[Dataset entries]

┌──

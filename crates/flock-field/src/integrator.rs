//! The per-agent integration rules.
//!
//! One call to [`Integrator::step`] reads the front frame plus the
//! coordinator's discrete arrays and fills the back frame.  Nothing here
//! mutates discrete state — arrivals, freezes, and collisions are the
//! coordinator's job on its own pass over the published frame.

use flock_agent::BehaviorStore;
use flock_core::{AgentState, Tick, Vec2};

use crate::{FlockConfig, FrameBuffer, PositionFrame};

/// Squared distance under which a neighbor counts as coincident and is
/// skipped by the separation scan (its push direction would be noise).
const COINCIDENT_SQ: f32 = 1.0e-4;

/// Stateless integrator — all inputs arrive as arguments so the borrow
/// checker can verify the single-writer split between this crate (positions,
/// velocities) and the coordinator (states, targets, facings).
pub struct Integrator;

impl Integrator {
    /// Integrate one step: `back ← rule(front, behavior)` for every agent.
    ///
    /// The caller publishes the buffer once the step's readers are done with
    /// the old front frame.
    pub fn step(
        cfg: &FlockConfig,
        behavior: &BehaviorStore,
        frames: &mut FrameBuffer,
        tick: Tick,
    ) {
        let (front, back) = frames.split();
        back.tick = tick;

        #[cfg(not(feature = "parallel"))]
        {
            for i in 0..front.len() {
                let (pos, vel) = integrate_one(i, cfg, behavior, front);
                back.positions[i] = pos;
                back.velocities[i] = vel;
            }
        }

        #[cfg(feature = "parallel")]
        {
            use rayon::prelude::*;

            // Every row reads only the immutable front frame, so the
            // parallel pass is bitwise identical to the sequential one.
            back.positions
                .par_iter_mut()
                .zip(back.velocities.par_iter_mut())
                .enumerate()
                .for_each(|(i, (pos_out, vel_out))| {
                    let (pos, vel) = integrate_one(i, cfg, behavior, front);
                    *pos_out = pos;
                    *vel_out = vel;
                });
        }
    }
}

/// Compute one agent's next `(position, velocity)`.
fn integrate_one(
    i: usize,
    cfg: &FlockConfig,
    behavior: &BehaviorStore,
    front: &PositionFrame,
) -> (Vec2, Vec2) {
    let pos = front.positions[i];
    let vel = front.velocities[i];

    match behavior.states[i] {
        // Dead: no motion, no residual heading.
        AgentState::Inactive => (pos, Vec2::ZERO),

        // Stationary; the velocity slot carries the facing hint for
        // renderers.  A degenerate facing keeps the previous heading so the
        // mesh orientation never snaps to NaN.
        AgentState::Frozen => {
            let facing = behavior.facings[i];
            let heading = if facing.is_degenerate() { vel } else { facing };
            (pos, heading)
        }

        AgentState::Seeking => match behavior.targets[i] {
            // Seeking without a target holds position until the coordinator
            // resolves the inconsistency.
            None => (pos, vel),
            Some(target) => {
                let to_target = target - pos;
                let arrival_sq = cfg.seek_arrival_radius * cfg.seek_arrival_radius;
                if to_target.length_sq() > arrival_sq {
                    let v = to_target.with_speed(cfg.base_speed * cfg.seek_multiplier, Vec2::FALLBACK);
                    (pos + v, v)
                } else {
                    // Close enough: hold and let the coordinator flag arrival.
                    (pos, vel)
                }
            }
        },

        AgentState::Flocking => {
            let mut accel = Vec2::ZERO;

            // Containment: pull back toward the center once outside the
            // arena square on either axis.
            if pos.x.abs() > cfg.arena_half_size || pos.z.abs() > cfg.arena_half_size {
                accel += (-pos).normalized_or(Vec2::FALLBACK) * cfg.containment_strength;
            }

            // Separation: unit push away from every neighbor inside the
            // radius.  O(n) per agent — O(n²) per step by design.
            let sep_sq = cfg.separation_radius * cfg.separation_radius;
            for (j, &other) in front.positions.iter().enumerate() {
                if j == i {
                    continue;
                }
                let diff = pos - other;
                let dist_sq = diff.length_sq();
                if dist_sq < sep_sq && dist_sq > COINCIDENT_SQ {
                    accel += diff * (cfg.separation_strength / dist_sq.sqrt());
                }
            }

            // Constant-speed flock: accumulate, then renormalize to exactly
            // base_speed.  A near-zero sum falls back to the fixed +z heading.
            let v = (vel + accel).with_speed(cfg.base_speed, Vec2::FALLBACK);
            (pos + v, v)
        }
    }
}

└──

● **TASK STATEMENT**: Would you please repeat all the entries exactly as written?

● **SOLUTION**:
filename crates/flock-field/src/integrator.rs
//! The per-agent integration rules.
//!
//! One call to [`Integrator::step`] reads the front frame plus the
//! coordinator's discrete arrays and fills the back frame.  Nothing here
//! mutates discrete state — arrivals, freezes, and collisions are the
//! coordinator's job on its own pass over the published frame.

use flock_agent::BehaviorStore;
use flock_core::{AgentState, Tick, Vec2};

use crate::{FlockConfig, FrameBuffer, PositionFrame};

/// Squared distance under which a neighbor counts as coincident and is
/// skipped by the separation scan (its push direction would be noise).
const COINCIDENT_SQ: f32 = 1.0e-4;

/// Stateless integrator — all inputs arrive as arguments so the borrow
/// checker can verify the single-writer split between this crate (positions,
/// velocities) and the coordinator (states, targets, facings).
pub struct Integrator;

impl Integrator {
    /// Integrate one step: `back ← rule(front, behavior)` for every agent.
    ///
    /// The caller publishes the buffer once the step's readers are done with
    /// the old front frame.
    pub fn step(
        cfg: &FlockConfig,
        behavior: &BehaviorStore,
        frames: &mut FrameBuffer,
        tick: Tick,
    ) {
        let (front, back) = frames.split();
        back.tick = tick;

        #[cfg(not(feature = "parallel"))]
        {
            for i in 0..front.len() {
                let (pos, vel) = integrate_one(i, cfg, behavior, front);
                back.positions[i] = pos;
                back.velocities[i] = vel;
            }
        }

        #[cfg(feature = "parallel")]
        {
            use rayon::prelude::*;

            // Every row reads only the immutable front frame, so the
            // parallel pass is bitwise identical to the sequential one.
            back.positions
                .par_iter_mut()
                .zip(back.velocities.par_iter_mut())
                .enumerate()
                .for_each(|(i, (pos_out, vel_out))| {
                    let (pos, vel) = integrate_one(i, cfg, behavior, front);
                    *pos_out = pos;
                    *vel_out = vel;
                });
        }
    }
}

/// Compute one agent's next `(position, velocity)`.
fn integrate_one(
    i: usize,
    cfg: &FlockConfig,
    behavior: &BehaviorStore,
    front: &PositionFrame,
) -> (Vec2, Vec2) {
    let pos = front.positions[i];
    let vel = front.velocities[i];

    match behavior.states[i] {
        // Dead: no motion, no residual heading.
        AgentState::Inactive => (pos, Vec2::ZERO),

        // Stationary; the velocity slot carries the facing hint for
        // renderers.  A degenerate facing keeps the previous heading so the
        // mesh orientation never snaps to NaN.
        AgentState::Frozen => {
            let facing = behavior.facings[i];
            let heading = if facing.is_degenerate() { vel } else { facing };
            (pos, heading)
        }

        AgentState::Seeking => match behavior.targets[i] {
            // Seeking without a target holds position until the coordinator
            // resolves the inconsistency.
            None => (pos, vel),
            Some(target) => {
                let to_target = target - pos;
                let arrival_sq = cfg.seek_arrival_radius * cfg.seek_arrival_radius;
                if to_target.length_sq() > arrival_sq {
                    let v = to_target.with_speed(cfg.base_speed * cfg.seek_multiplier, Vec2::FALLBACK);
                    (pos + v, v)
                } else {
                    // Close enough: hold and let the coordinator flag arrival.
                    (pos, vel)
                }
            }
        },

        AgentState::Flocking => {
            let mut accel = Vec2::ZERO;

            // Containment: pull back toward the center once outside the
            // arena square on either axis.
            if pos.x.abs() > cfg.arena_half_size || pos.z.abs() > cfg.arena_half_size {
                accel += (-pos).normalized_or(Vec2::FALLBACK) * cfg.containment_strength;
            }

            // Separation: unit push away from every neighbor inside the
            // radius.  O(n) per agent — O(n²) per step by design.
            let sep_sq = cfg.separation_radius * cfg.separation_radius;
            for (j, &other) in front.positions.iter().enumerate() {
                if j == i {
                    continue;
                }
                let diff = pos - other;
                let dist_sq = diff.length_sq();
                if dist_sq < sep_sq && dist_sq > COINCIDENT_SQ {
                    accel += diff * (cfg.separation_strength / dist_sq.sqrt());
                }
            }

            // Constant-speed flock: accumulate, then renormalize to exactly
            // base_speed.  A near-zero sum falls back to the fixed +z heading.
            let v = (vel + accel).with_speed(cfg.base_speed, Vec2::FALLBACK);
            (pos + v, v)
        }
    }
}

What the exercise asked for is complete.